Your task: What is needed here is every record, retyped without any change.

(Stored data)

---------------

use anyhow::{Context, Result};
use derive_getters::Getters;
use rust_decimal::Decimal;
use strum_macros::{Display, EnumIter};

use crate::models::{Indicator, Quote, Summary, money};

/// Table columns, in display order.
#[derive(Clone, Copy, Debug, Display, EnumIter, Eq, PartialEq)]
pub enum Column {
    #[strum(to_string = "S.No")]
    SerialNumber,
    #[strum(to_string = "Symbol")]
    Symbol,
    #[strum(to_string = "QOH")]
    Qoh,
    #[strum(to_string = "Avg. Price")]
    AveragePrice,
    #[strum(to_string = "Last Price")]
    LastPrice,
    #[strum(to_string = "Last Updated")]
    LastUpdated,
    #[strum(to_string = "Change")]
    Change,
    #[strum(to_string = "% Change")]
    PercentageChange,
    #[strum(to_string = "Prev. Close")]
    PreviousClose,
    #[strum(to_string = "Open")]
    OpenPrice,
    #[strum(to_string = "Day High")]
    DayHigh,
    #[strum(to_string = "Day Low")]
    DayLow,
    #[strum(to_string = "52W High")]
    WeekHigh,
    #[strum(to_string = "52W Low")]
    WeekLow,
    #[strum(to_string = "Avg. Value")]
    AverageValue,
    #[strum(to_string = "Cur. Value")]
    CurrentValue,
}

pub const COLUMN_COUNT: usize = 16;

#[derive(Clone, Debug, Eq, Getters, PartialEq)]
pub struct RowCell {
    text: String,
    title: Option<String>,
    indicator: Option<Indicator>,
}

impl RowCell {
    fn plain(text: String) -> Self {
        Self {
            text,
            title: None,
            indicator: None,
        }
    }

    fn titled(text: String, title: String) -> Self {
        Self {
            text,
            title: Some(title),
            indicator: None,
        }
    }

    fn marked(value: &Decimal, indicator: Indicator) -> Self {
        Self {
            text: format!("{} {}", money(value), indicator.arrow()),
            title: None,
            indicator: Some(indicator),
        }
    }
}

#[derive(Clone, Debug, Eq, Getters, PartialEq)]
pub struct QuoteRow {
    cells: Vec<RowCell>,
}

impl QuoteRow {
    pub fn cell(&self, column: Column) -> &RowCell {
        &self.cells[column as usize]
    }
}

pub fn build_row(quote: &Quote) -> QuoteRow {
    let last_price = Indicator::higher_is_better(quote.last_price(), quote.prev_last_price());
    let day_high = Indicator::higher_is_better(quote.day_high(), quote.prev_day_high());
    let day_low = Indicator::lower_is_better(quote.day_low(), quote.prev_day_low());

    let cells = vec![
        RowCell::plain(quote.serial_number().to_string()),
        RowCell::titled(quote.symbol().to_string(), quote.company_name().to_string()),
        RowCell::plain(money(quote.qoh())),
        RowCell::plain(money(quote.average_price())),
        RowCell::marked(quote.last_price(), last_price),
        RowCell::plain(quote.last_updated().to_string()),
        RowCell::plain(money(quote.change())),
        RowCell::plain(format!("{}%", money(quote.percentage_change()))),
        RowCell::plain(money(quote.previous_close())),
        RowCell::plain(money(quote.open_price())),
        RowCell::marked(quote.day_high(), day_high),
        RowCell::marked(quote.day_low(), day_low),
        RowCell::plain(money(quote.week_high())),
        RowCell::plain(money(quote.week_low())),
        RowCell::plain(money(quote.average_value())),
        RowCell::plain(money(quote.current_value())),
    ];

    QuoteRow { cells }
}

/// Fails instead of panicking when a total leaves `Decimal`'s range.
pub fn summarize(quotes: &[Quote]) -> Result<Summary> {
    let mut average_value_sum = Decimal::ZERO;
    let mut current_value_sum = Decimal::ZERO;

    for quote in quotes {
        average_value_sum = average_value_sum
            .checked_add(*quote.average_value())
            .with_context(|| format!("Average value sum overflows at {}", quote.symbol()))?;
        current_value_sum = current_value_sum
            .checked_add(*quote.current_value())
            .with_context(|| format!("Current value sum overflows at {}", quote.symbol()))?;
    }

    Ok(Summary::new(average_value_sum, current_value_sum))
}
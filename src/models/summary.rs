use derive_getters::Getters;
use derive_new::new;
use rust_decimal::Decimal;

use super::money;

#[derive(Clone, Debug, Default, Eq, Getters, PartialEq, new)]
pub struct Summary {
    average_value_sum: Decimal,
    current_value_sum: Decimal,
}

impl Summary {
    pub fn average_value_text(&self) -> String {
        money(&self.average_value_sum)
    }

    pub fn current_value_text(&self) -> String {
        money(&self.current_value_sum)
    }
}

---------------

Your response:
use anyhow::{Context, Result};
use derive_getters::Getters;
use rust_decimal::Decimal;
use strum_macros::{Display, EnumIter};

use crate::models::{Indicator, Quote, Summary, money};

/// Table columns, in display order.
#[derive(Clone, Copy, Debug, Display, EnumIter, Eq, PartialEq)]
pub enum Column {
    #[strum(to_string = "S.No")]
    SerialNumber,
    #[strum(to_string = "Symbol")]
    Symbol,
    #[strum(to_string = "QOH")]
    Qoh,
    #[strum(to_string = "Avg. Price")]
    AveragePrice,
    #[strum(to_string = "Last Price")]
    LastPrice,
    #[strum(to_string = "Last Updated")]
    LastUpdated,
    #[strum(to_string = "Change")]
    Change,
    #[strum(to_string = "% Change")]
    PercentageChange,
    #[strum(to_string = "Prev. Close")]
    PreviousClose,
    #[strum(to_string = "Open")]
    OpenPrice,
    #[strum(to_string = "Day High")]
    DayHigh,
    #[strum(to_string = "Day Low")]
    DayLow,
    #[strum(to_string = "52W High")]
    WeekHigh,
    #[strum(to_string = "52W Low")]
    WeekLow,
    #[strum(to_string = "Avg. Value")]
    AverageValue,
    #[strum(to_string = "Cur. Value")]
    CurrentValue,
}

pub const COLUMN_COUNT: usize = 16;

#[derive(Clone, Debug, Eq, Getters, PartialEq)]
pub struct RowCell {
    text: String,
    title: Option<String>,
    indicator: Option<Indicator>,
}

impl RowCell {
    fn plain(text: String) -> Self {
        Self {
            text,
            title: None,
            indicator: None,
        }
    }

    fn titled(text: String, title: String) -> Self {
        Self {
            text,
            title: Some(title),
            indicator: None,
        }
    }

    fn marked(value: &Decimal, indicator: Indicator) -> Self {
        Self {
            text: format!("{} {}", money(value), indicator.arrow()),
            title: None,
            indicator: Some(indicator),
        }
    }
}

#[derive(Clone, Debug, Eq, Getters, PartialEq)]
pub struct QuoteRow {
    cells: Vec<RowCell>,
}

impl QuoteRow {
    pub fn cell(&self, column: Column) -> &RowCell {
        &self.cells[column as usize]
    }
}

pub fn build_row(quote: &Quote) -> QuoteRow {
    let last_price = Indicator::higher_is_better(quote.last_price(), quote.prev_last_price());
    let day_high = Indicator::higher_is_better(quote.day_high(), quote.prev_day_high());
    let day_low = Indicator::lower_is_better(quote.day_low(), quote.prev_day_low());

    let cells = vec![
        RowCell::plain(quote.serial_number().to_string()),
        RowCell::titled(quote.symbol().to_string(), quote.company_name().to_string()),
        RowCell::plain(money(quote.qoh())),
        RowCell::plain(money(quote.average_price())),
        RowCell::marked(quote.last_price(), last_price),
        RowCell::plain(quote.last_updated().to_string()),
        RowCell::plain(money(quote.change())),
        RowCell::plain(format!("{}%", money(quote.percentage_change()))),
        RowCell::plain(money(quote.previous_close())),
        RowCell::plain(money(quote.open_price())),
        RowCell::marked(quote.day_high(), day_high),
        RowCell::marked(quote.day_low(), day_low),
        RowCell::plain(money(quote.week_high())),
        RowCell::plain(money(quote.week_low())),
        RowCell::plain(money(quote.average_value())),
        RowCell::plain(money(quote.current_value())),
    ];

    QuoteRow { cells }
}

/// Fails instead of panicking when a total leaves `Decimal`'s range.
pub fn summarize(quotes: &[Quote]) -> Result<Summary> {
    let mut average_value_sum = Decimal::ZERO;
    let mut current_value_sum = Decimal::ZERO;

    for quote in quotes {
        average_value_sum = average_value_sum
            .checked_add(*quote.average_value())
            .with_context(|| format!("Average value sum overflows at {}", quote.symbol()))?;
        current_value_sum = current_value_sum
            .checked_add(*quote.current_value())
            .with_context(|| format!("Current value sum overflows at {}", quote.symbol()))?;
    }

    Ok(Summary::new(average_value_sum, current_value_sum))
}
filename src/models/summary.rs
use derive_getters::Getters;
use derive_new::new;
use rust_decimal::Decimal;

use super::money;

#[derive(Clone, Debug, Default, Eq, Getters, PartialEq, new)]
pub struct Summary {
    average_value_sum: Decimal,
    current_value_sum: Decimal,
}

impl Summary {
    pub fn average_value_text(&self) -> String {
        money(&self.average_value_sum)
    }

    pub fn current_value_text(&self) -> String {
        money(&self.current_value_sum)
    }
}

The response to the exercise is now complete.